I am not sure I agree with separating the structure declaration from the data. But I don't
think that is "bad", just a matter of taste.
But then, for the sake of the deploy tool, you have to build a script that has all the things
you are adding in your release, in one gigantic .sql
file. Adding some crafty
code to delete older versions of the same tables and whatnot.
The second part is somewhat common, scripts you can re-run as many times as needed. But the duplication is so annoying. If you want to change say a column name, you have to remember to change it in both places. Which hey, it is my fault for forgetting, and probably if I worked in this codebase more often, I would remember.[2]. But having scripts that easily run into the 500 lines territory, and keeping them in sync with at least 4 other files (usually more) during development, is pretty messy.
OK, you have your scripts ready, you think they are in sync. Commit & push, go to GitHub and
run the action to deploy[3]. Now you have to wait until it finishes
running.
As spoiled in the post title, a deploy takes between 25 and 45 minutes to complete, although
the one that prompted this post finished a few minutes ago at 50 mins. They do get slower over
time.
Lower numbers mean that something is wrong in the script, but it can fail until literally the
last minute. And then you have to scour the logs, which are super noisy, to identify the
actual error, which is buried in between tooling messages about exit codes and "error"

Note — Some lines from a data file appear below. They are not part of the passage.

use tracing::{debug, info, trace};

use crate::world::{EntityId, WorldEngine};

use super::behavior::{BehaviorHandle, BehaviorSet};
use super::events::{Holder, InteractionEvent, InteractionEventBus};
use super::handlers::{ActiveHandler, XrMovement};
use super::input::InputSignal;
use super::interactable::{GrabMovement, InteractableBehavior, InteractableConfig};
use super::selector::{Mode, Selector, SelectorDevice, SelectorId, SelectorTable};
use super::InteractionError;

#[derive(Debug, Clone, Copy, Default)]
pub struct InteractionConfig {
    pub xr_movement: XrMovement,
}

/// Single source of truth for the interaction mode, what each selector is
/// pointing at and who currently holds what.
#[derive(Debug)]
pub struct InteractionManager {
    config: InteractionConfig,
    mode: Mode,
    selectors: SelectorTable,
    interactables: Vec<EntityId>,
    behaviors: BehaviorSet<InteractableBehavior>,
    handler: Option<ActiveHandler>,
    active_targets: Vec<EntityId>,
}

impl InteractionManager {
    pub fn new(config: InteractionConfig) -> Self {
        Self {
            config,
            mode: Mode::Loading,
            selectors: SelectorTable::default(),
            interactables: Vec::new(),
            behaviors: BehaviorSet::default(),
            handler: None,
            active_targets: Vec::new(),
        }
    }

    pub fn mode(&self) -> Mode {
        self.mode
    }

    pub fn handler(&self) -> Option<&ActiveHandler> {
        self.handler.as_ref()
    }

    pub fn register_selector(
        &mut self,
        device: SelectorDevice,
        anchor: EntityId,
        grabber: EntityId,
        modes: &[Mode],
    ) -> SelectorId {
        let id = self.selectors.register(device, anchor, grabber, modes);
        debug!(selector = id.0, ?device, "selector_registered");
        id
    }

    pub fn selector(&self, id: SelectorId) -> Option<&Selector> {
        self.selectors.get(id)
    }

    pub fn selectors(&self) -> &SelectorTable {
        &self.selectors
    }

    pub fn is_holding(&self, id: SelectorId) -> Result<bool, InteractionError> {
        self.selectors
            .get(id)
            .map(|selector| selector.grabbed.is_some())
            .ok_or(InteractionError::UnknownSelector(id))
    }

    /// Attaches an interactable behavior and makes the entity a grab candidate.
    pub fn attach_interactable(
        &mut self,
        entity: EntityId,
        config: InteractableConfig,
        world: &mut dyn WorldEngine,
    ) -> BehaviorHandle<InteractableBehavior> {
        let handle = self
            .behaviors
            .attach(entity, InteractableBehavior::new(config), world);
        if !self.interactables.contains(&entity) {
            self.interactables.push(entity);
        }
        handle
    }

    /// Drops the entity if held, then removes both its behavior and its
    /// candidacy.
    pub fn detach_interactable(
        &mut self,
        entity: EntityId,
        world: &mut dyn WorldEngine,
        events: &mut InteractionEventBus,
    ) -> Result<Option<InteractableBehavior>, InteractionError> {
        if let Some(holder) = self.selectors.holder_of(entity) {
            self.request_grab(holder, false, world, events)?;
        }
        self.interactables.retain(|candidate| *candidate != entity);
        for selector in self.selectors.iter_mut() {
            if selector.target == Some(entity) {
                selector.target = None;
            }
        }
        Ok(self.behaviors.detach(entity, world))
    }

    /// Toggles grab candidacy without touching the attached behavior.
    pub fn set_interactable(&mut self, entity: EntityId, interactable: bool) {
        let present = self.interactables.contains(&entity);
        if interactable && !present {
            self.interactables.push(entity);
        } else if !interactable && present {
            self.interactables.retain(|candidate| *candidate != entity);
        }
    }

    pub fn is_interactable(&self, entity: EntityId) -> bool {
        self.interactables.contains(&entity)
    }

    pub fn behavior(&self, entity: EntityId) -> Option<&InteractableBehavior> {
        self.behaviors.for_entity(entity)
    }

    pub fn set_activatable(
        &mut self,
        entity: EntityId,
        activatable: bool,
        events: &mut InteractionEventBus,
    ) -> Result<(), InteractionError> {
        self.behaviors
            .for_entity_mut(entity)
            .ok_or(InteractionError::MissingBehavior(entity))?
            .set_activatable(activatable, events);
        Ok(())
    }

    pub fn active_targets(&self) -> &[EntityId] {
        &self.active_targets
    }

    /// Drops everything held by the outgoing mode's selectors, tears down the
    /// outgoing handler, then configures the incoming one.
    pub fn switch_mode(
        &mut self,
        mode: Mode,
        world: &mut dyn WorldEngine,
        events: &mut InteractionEventBus,
    ) -> Result<bool, InteractionError> {
        if mode == self.mode {
            return Ok(false);
        }
        let previous = self.mode;

        let holding: Vec<SelectorId> = self
            .selectors
            .live_in(previous)
            .filter(|selector| selector.grabbed.is_some())
            .map(|selector| selector.id)
            .collect();
        for id in holding {
            self.request_grab(id, false, world, events)?;
        }
        for selector in self.selectors.iter_mut() {
            selector.target = None;
        }
        if !self.active_targets.is_empty() {
            self.active_targets.clear();
            world.set_highlighted(&[]);
        }

        if let Some(mut outgoing) = self.handler.take() {
            outgoing.as_handler_mut().dispose();
        }

        self.mode = mode;
        events.emit(InteractionEvent::ModeChanged { from: previous, to: mode });
        info!(
            from = previous.as_token(),
            to = mode.as_token(),
            "interaction_mode_switched"
        );

        let mut incoming = ActiveHandler::for_mode(mode, self.config.xr_movement);
        if let Some(handler) = incoming.as_mut() {
            handler.as_handler_mut().configure(&self.selectors);
        }
        self.handler = incoming;
        Ok(true)
    }

    /// Routes a raw device signal to the live handler if it subscribed to
    /// the signal's source.
    pub fn handle_input(
        &mut self,
        signal: &InputSignal,
        world: &mut dyn WorldEngine,
        events: &mut InteractionEventBus,
    ) -> Result<(), InteractionError> {
        let Some(mut handler) = self.handler.take() else {
            trace!(mode = self.mode.as_token(), "input_ignored_without_handler");
            return Ok(());
        };
        let result = if handler
            .as_handler()
            .subscriptions()
            .contains(&signal.source())
        {
            handler
                .as_handler_mut()
                .handle_input(signal, self, world, events)
        } else {
            trace!(source = ?signal.source(), "input_ignored_unsubscribed");
            Ok(())
        };
        self.handler = Some(handler);
        result
    }

    /// Per-frame callback: handler movement first, then target negotiation.
    pub fn tick(&mut self, world: &mut dyn WorldEngine) -> Result<(), InteractionError> {
        if let Some(mut handler) = self.handler.take() {
            let result = handler.as_handler_mut().on_tick(self, world);
            self.handler = Some(handler);
            result?;
        }
        self.negotiate_targets(world);
        Ok(())
    }

    /// Picks, for every idle live selector, the nearest overlapping
    /// interactable not held by anyone. Ties keep the first candidate seen.
    pub fn negotiate_targets(&mut self, world: &mut dyn WorldEngine) {
        let held: Vec<EntityId> = self
            .selectors
            .iter()
            .filter_map(|selector| selector.grabbed)
            .collect();
        let mode = self.mode;
        let interactables = &self.interactables;
        let mut active_targets = Vec::new();

        for selector in self.selectors.iter_mut() {
            if !selector.is_live_in(mode) {
                continue;
            }
            if selector.grabbed.is_some() {
                selector.target = None;
                continue;
            }

            let mut best: Option<(f32, EntityId)> = None;
            if let Some(origin) = world.position(selector.grabber) {
                for &entity in interactables {
                    if held.contains(&entity) || !world.intersects(entity, selector.grabber) {
                        continue;
                    }
                    let Some(position) = world.position(entity) else {
                        continue;
                    };
                    let distance = position.distance(origin);
                    match best {
                        Some((best_distance, _)) if best_distance <= distance => {}
                        _ => best = Some((distance, entity)),
                    }
                }
            }

            let next = best.map(|(_, entity)| entity);
            if next != selector.target {
                trace!(
                    selector = selector.id.0,
                    target = ?next.map(|entity| entity.0),
                    "selector_target_changed"
                );
            }
            selector.target = next;
            if let Some(target) = next {
                if !active_targets.contains(&target) {
                    active_targets.push(target);
                }
            }
        }

        if active_targets != self.active_targets {
            world.set_highlighted(&active_targets);
            self.active_targets = active_targets;
        }
    }

    pub fn request_grab(
        &mut self,
        id: SelectorId,
        grab: bool,
        world: &mut dyn WorldEngine,
        events: &mut InteractionEventBus,
    ) -> Result<bool, InteractionError> {
        self.request_grab_with(id, grab, GrabMovement::FollowAnchor, world, events)
    }

    /// Returns whether a grab or drop actually happened. Grabbing with no
    /// target, grabbing while already holding and dropping empty-handed are
    /// no-ops.
    pub fn request_grab_with(
        &mut self,
        id: SelectorId,
        grab: bool,
        movement: GrabMovement,
        world: &mut dyn WorldEngine,
        events: &mut InteractionEventBus,
    ) -> Result<bool, InteractionError> {
        let selector = self
            .selectors
            .get(id)
            .ok_or(InteractionError::UnknownSelector(id))?;
        let holder = Holder {
            anchor: selector.anchor,
            grabber: selector.grabber,
        };
        let (grabbed, target) = (selector.grabbed, selector.target);

        if grab {
            if grabbed.is_some() {
                return Ok(false);
            }
            let Some(target) = target else {
                trace!(selector = id.0, "grab_without_target");
                return Ok(false);
            };
            if self.selectors.holder_of(target).is_some() {
                // Another selector committed this candidate since the last negotiation.
                if let Some(selector) = self.selectors.get_mut(id) {
                    selector.target = None;
                }
                return Ok(false);
            }
            self.behaviors
                .for_entity_mut(target)
                .ok_or(InteractionError::MissingBehavior(target))?
                .grab(holder, self.mode, movement, world, events)?;
            if let Some(selector) = self.selectors.get_mut(id) {
                selector.grabbed = Some(target);
                selector.target = None;
            }
            self.active_targets.retain(|entity| *entity != target);
            Ok(true)
        } else {
            let Some(entity) = grabbed else {
                return Ok(false);
            };
            self.behaviors
                .for_entity_mut(entity)
                .ok_or(InteractionError::MissingBehavior(entity))?
                .drop(world, events)?;
            if let Some(selector) = self.selectors.get_mut(id) {
                selector.grabbed = None;
            }
            Ok(true)
        }
    }

    /// Forwards activation to the held entity's behavior, which ignores it
    /// when the entity is not activatable.
    pub fn request_activate(
        &mut self,
        id: SelectorId,
        activate: bool,
        events: &mut InteractionEventBus,
    ) -> Result<bool, InteractionError> {
        let selector = self
            .selectors
            .get(id)
            .ok_or(InteractionError::UnknownSelector(id))?;
        let Some(entity) = selector.grabbed else {
            return Ok(false);
        };
        let behavior = self
            .behaviors
            .for_entity_mut(entity)
            .ok_or(InteractionError::MissingBehavior(entity))?;
        if activate {
            behavior.activate(events)
        } else {
            behavior.deactivate(events)
        }
    }
}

messages that simply say "something went wrong" (thank heavens for M-x occur
to
deal with this part).
Why it takes so long? Because it builds a whole database from scratch. Which is good in some ways...well, only in one sense: testing your changes in a clean state. But the nature of the tooling means that if someone else adds a release script, and you didn't pull their changes into yours, your deploy will fail after 30+ minutes running, even if everything is correct.
Which is why I was in such a bad mood just now :) and why I am venting now. Because I lost 30 minutes just waiting, only because other team member added a script and gave it a lower version number than mine. But he had no way of knowing I have a larger version number release script in my branch. And if two people are working at the same time, whichever merges first, will screw up the merge to the main branch for the other. Which I think is crazy.
I have no idea how they arrived to this solution.
I reckon having your own database to test is handy, and even somewhat impressive from a tech
POV, since it recreates everything from zero.
But as more and more release scripts are added, deploying becomes so slow as to negate the
benefit. And you would think by now this would have been addressed by the team that owns this
project, but here we are.
And also as more people work in the project, we keep stepping on each other's toes as scripts
are added, with no way of knowing other than pulling from each other's code constantly. And if
some merge were to go wrong, or a script with an error is merged (which is wrong and bad, but
it can, and has, happened) then that breaks the deployments for everyone else.
Which you will find out about after 25+ minutes of waiting, if you can interpret the
error messages in the logs and realize this one wasn't on you.
I hate how this works.[4]